Jalan spiritualitas baru
Ada dua hal menarik dari novel ini. Pertama, terkait tema spiritualitas dengan sentuhan agak berbeda yang selama ini kita yakini. Perjumpaan dengan Tuhan tidak melulu ditegaskan lewat ritus-ritus belaka, namun dengan pengalaman keseharian akan cinta. kedua, tutur bahasa puitis nan liris yang menjadi kekuatan utama sehingga pembaca merasa masuk ke dalam dunia Pilar dan sahabatnya.Inilah yang menjadi ciri khas gaya tutur Paulo Coelho dalam setiap novelnya.
Novel ini tidak bercerita bagaimana fase-fase agar berjumpa dengan Tuhan seperti buku spirualitas (baca:tasawuf) lainnya. Namun sang penulis nampaknya ingin memberikan perspektif segar terkait bagaimana kehampaan jiwa manusia akan terisi air-air iman ketika mencintai, memberi, dan memahami sesama.
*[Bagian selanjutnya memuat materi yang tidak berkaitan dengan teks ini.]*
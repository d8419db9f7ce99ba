//! Local sentence embeddings from an ONNX transformer encoder.
//!
//! The model directory holds a BERT-style encoder exported to ONNX
//! (`model.onnx`, e.g. `sentence-transformers/all-MiniLM-L6-v2`) and its
//! HuggingFace `tokenizer.json`. Token embeddings are mean-pooled over the
//! attention mask and L2-normalised, which reproduces sentence-transformers
//! output for these models.
//!
//! The model is loaded on first use, so constructing the provider never
//! touches the filesystem. Loading and inference run on the blocking pool.
//!
//! This module is only available when the `onnx` feature is enabled.

use std::path::{Path, PathBuf};
use std::sync::Arc;

use async_trait::async_trait;
use tokenizers::Tokenizer;
use tokio::sync::OnceCell;
use tracing::{debug, info};
use tract_onnx::prelude::*;

use crate::config::EmbeddingConfig;
use crate::embedding::EmbeddingProvider;
use crate::error::{RagError, Result};

/// Encoder graph file inside the model directory.
pub const MODEL_FILE: &str = "model.onnx";
/// Tokenizer definition inside the model directory.
pub const TOKENIZER_FILE: &str = "tokenizer.json";

/// Word pieces beyond this are dropped, as sentence-transformers does for MiniLM.
const MAX_SEQUENCE_LENGTH: usize = 256;

type TractModel = SimplePlan<TypedFact, Box<dyn TypedOp>, Graph<TypedFact, Box<dyn TypedOp>>>;

/// An [`EmbeddingProvider`] running a sentence-transformer locally.
///
/// ```rust,ignore
/// use lecture_rag::{EmbeddingConfig, OnnxEmbeddingProvider};
///
/// let provider = OnnxEmbeddingProvider::from_config(&EmbeddingConfig::default());
/// let vector = provider.embed("What is self-attention?").await?;
/// ```
pub struct OnnxEmbeddingProvider {
    model_dir: PathBuf,
    model_id: String,
    dimensions: usize,
    encoder: OnceCell<Arc<Encoder>>,
}

impl OnnxEmbeddingProvider {
    /// A provider for the model in `model_dir`, producing `dimensions`-sized vectors.
    pub fn new(model_dir: impl Into<PathBuf>, model_id: impl Into<String>, dimensions: usize) -> Self {
        Self {
            model_dir: model_dir.into(),
            model_id: model_id.into(),
            dimensions,
            encoder: OnceCell::new(),
        }
    }

    pub fn from_config(config: &EmbeddingConfig) -> Self {
        Self::new(config.model_dir.clone(), config.model.clone(), config.dimensions)
    }

    pub fn model_dir(&self) -> &Path {
        &self.model_dir
    }

    async fn encoder(&self) -> Result<Arc<Encoder>> {
        self.encoder
            .get_or_try_init(|| async {
                let dir = self.model_dir.clone();
                let encoder = tokio::task::spawn_blocking(move || Encoder::load(&dir))
                    .await
                    .map_err(|e| embedding_error(format!("model loading task failed: {e}")))??;
                info!(
                    model = %self.model_id,
                    dir = %self.model_dir.display(),
                    inputs = encoder.inputs,
                    "loaded ONNX embedding model"
                );
                Ok::<_, RagError>(Arc::new(encoder))
            })
            .await
            .cloned()
    }
}

impl std::fmt::Debug for OnnxEmbeddingProvider {
    fn fmt(&self, f: &mut std::fmt::Formatter<'_>) -> std::fmt::Result {
        f.debug_struct("OnnxEmbeddingProvider")
            .field("model_dir", &self.model_dir)
            .field("model_id", &self.model_id)
            .field("dimensions", &self.dimensions)
            .field("loaded", &self.encoder.initialized())
            .finish()
    }
}

#[async_trait]
impl EmbeddingProvider for OnnxEmbeddingProvider {
    async fn embed(&self, text: &str) -> Result<Vec<f32>> {
        self.embed_batch(&[text])
            .await?
            .into_iter()
            .next()
            .ok_or_else(|| embedding_error("model returned no embedding".to_string()))
    }

    async fn embed_batch(&self, texts: &[&str]) -> Result<Vec<Vec<f32>>> {
        if texts.is_empty() {
            return Ok(Vec::new());
        }

        let encoder = self.encoder().await?;
        let owned: Vec<String> = texts.iter().map(|t| t.to_string()).collect();
        let embeddings = tokio::task::spawn_blocking(move || encoder.embed(&owned))
            .await
            .map_err(|e| embedding_error(format!("inference task failed: {e}")))??;

        if let Some(bad) = embeddings.iter().find(|e| e.len() != self.dimensions) {
            return Err(embedding_error(format!(
                "model produced {}-dimensional vectors, expected {}",
                bad.len(),
                self.dimensions
            )));
        }
        debug!(count = embeddings.len(), "embedded batch");
        Ok(embeddings)
    }

    fn dimensions(&self) -> usize {
        self.dimensions
    }

    fn model_id(&self) -> String {
        self.model_id.clone()
    }
}

struct Encoder {
    model: TractModel,
    tokenizer: Tokenizer,
    /// 2 for encoders without `token_type_ids`, otherwise 3.
    inputs: usize,
}

impl Encoder {
    fn load(dir: &Path) -> Result<Self> {
        let model_path = dir.join(MODEL_FILE);
        let tokenizer_path = dir.join(TOKENIZER_FILE);
        for path in [&model_path, &tokenizer_path] {
            if !path.is_file() {
                return Err(RagError::ConfigError(format!(
                    "embedding model file {} is missing",
                    path.display()
                )));
            }
        }

        let model = tract_onnx::onnx()
            .model_for_path(&model_path)
            .and_then(|m| m.into_optimized())
            .and_then(|m| m.into_runnable())
            .map_err(|e| embedding_error(format!("failed to load {}: {e}", model_path.display())))?;
        let inputs = model
            .model()
            .input_outlets()
            .map_err(|e| embedding_error(e.to_string()))?
            .len()
            .min(3);

        let tokenizer = Tokenizer::from_file(&tokenizer_path).map_err(|e| {
            embedding_error(format!("failed to load {}: {e}", tokenizer_path.display()))
        })?;

        Ok(Self { model, tokenizer, inputs })
    }

    fn embed(&self, texts: &[String]) -> Result<Vec<Vec<f32>>> {
        let mut encoded = Vec::with_capacity(texts.len());
        for text in texts {
            let encoding = self
                .tokenizer
                .encode(text.as_str(), true)
                .map_err(|e| embedding_error(format!("tokenization failed: {e}")))?;
            let len = encoding.get_ids().len().min(MAX_SEQUENCE_LENGTH);
            encoded.push((
                widen(&encoding.get_ids()[..len]),
                widen(&encoding.get_attention_mask()[..len]),
                widen(&encoding.get_type_ids()[..len]),
            ));
        }

        let batch = encoded.len();
        let seq_len = encoded.iter().map(|(ids, _, _)| ids.len()).max().unwrap_or(0).max(1);
        let mut input_ids = vec![0i64; batch * seq_len];
        let mut attention_mask = vec![0i64; batch * seq_len];
        let mut token_type_ids = vec![0i64; batch * seq_len];
        for (row, (ids, mask, types)) in encoded.iter().enumerate() {
            let start = row * seq_len;
            input_ids[start..start + ids.len()].copy_from_slice(ids);
            attention_mask[start..start + mask.len()].copy_from_slice(mask);
            token_type_ids[start..start + types.len()].copy_from_slice(types);
        }

        let shape = [batch, seq_len];
        let mut inputs: TVec<TValue> = tvec![
            tensor(&shape, &input_ids)?.into(),
            tensor(&shape, &attention_mask)?.into(),
            tensor(&shape, &token_type_ids)?.into(),
        ];
        inputs.truncate(self.inputs);

        let outputs =
            self.model.run(inputs).map_err(|e| embedding_error(format!("inference failed: {e}")))?;
        let hidden = outputs
            .first()
            .ok_or_else(|| embedding_error("model has no outputs".to_string()))?
            .to_array_view::<f32>()
            .map_err(|e| embedding_error(e.to_string()))?
            .into_dimensionality::<tract_ndarray::Ix3>()
            .map_err(|e| embedding_error(format!("expected (batch, tokens, hidden) output: {e}")))?;

        let mut embeddings = mean_pool(hidden, &attention_mask, seq_len);
        embeddings.iter_mut().for_each(|e| l2_normalize(e));
        Ok(embeddings)
    }
}

fn widen(values: &[u32]) -> Vec<i64> {
    values.iter().map(|&v| i64::from(v)).collect()
}

fn tensor(shape: &[usize], data: &[i64]) -> Result<Tensor> {
    Tensor::from_shape(shape, data).map_err(|e| embedding_error(e.to_string()))
}

/// Average the token vectors of each row over the positions the mask keeps.
fn mean_pool(hidden: tract_ndarray::ArrayView3<'_, f32>, mask: &[i64], seq_len: usize) -> Vec<Vec<f32>> {
    let (batch, tokens, hidden_size) = hidden.dim();
    (0..batch)
        .map(|i| {
            let mut sum = vec![0.0f32; hidden_size];
            let mut count = 0.0f32;
            for j in 0..tokens.min(seq_len) {
                if mask[i * seq_len + j] > 0 {
                    for (k, value) in sum.iter_mut().enumerate() {
                        *value += hidden[[i, j, k]];
                    }
                    count += 1.0;
                }
            }
            if count > 0.0 {
                sum.iter_mut().for_each(|v| *v /= count);
            }
            sum
        })
        .collect()
}

fn l2_normalize(embedding: &mut [f32]) {
    let norm: f32 = embedding.iter().map(|x| x * x).sum::<f32>().sqrt();
    if norm > 0.0 {
        embedding.iter_mut().for_each(|x| *x /= norm);
    }
}

fn embedding_error(message: String) -> RagError {
    RagError::EmbeddingError { provider: "onnx".to_string(), message }
}

#[cfg(test)]
mod tests {
    use super::*;

    #[test]
    fn mean_pool_skips_padding() {
        // Two rows of three tokens, two hidden units; row 1 has one padded token.
        let hidden = tract_ndarray::Array3::from_shape_vec(
            (2, 3, 2),
            vec![1.0, 2.0, 3.0, 4.0, 5.0, 6.0, 2.0, 2.0, 4.0, 0.0, 100.0, 100.0],
        )
        .unwrap();
        let mask = [1, 1, 1, 1, 1, 0];

        let pooled = mean_pool(hidden.view(), &mask, 3);
        assert_eq!(pooled, vec![vec![3.0, 4.0], vec![3.0, 1.0]]);
    }

    #[test]
    fn normalisation_yields_unit_vectors() {
        let mut v = vec![3.0, 4.0];
        l2_normalize(&mut v);
        assert!((v[0] - 0.6).abs() < 1e-6);
        assert!((v[1] - 0.8).abs() < 1e-6);

        let mut zero = vec![0.0, 0.0];
        l2_normalize(&mut zero);
        assert_eq!(zero, [0.0, 0.0]);
    }

    #[test]
    fn identity_comes_from_config_without_loading() {
        let provider = OnnxEmbeddingProvider::from_config(&EmbeddingConfig::default());
        assert_eq!(provider.model_id(), "sentence-transformers/all-MiniLM-L6-v2");
        assert_eq!(provider.dimensions(), 384);
        assert!(format!("{provider:?}").contains("loaded: false"));
    }

    #[tokio::test]
    async fn missing_model_files_are_a_config_error() {
        let temp = tempfile::tempdir().unwrap();
        let provider = OnnxEmbeddingProvider::new(temp.path(), "all-MiniLM-L6-v2", 384);

        assert_eq!(provider.embed_batch(&[]).await.unwrap(), Vec::<Vec<f32>>::new());
        let err = provider.embed("attention").await.unwrap_err();
        assert!(matches!(err, RagError::ConfigError(ref m) if m.contains(MODEL_FILE)));
    }
}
Dan bagi saya sendiri, novel ini merupakan gugusan pemikiran sang penulis yang patut kita apresiasi. Terlebih di zaman kapitalisme global yang kerap melahirkan egoisme, sikap acuh, tak peduli pada sekitar dan bahkan melahirkan kehampaan spiritualitas, kehadiran buku ini bisa menjadi semacam alternatif untuk mengembalikan akar-akar kemanusiaan kita yang perlahan-lahan tergerus oleh zaman. Juga akan kesadaran menampilkan yang illahiah dalam sendi-sendi kehidupan kita.
So, jika siapa saja di antara kita yang kini tengah mengalami degradasi-merasa jauh dengan Tuhan-keimanan, sekiranya novel ini bisa menjadi bahan permenungan. Mengapa tidak?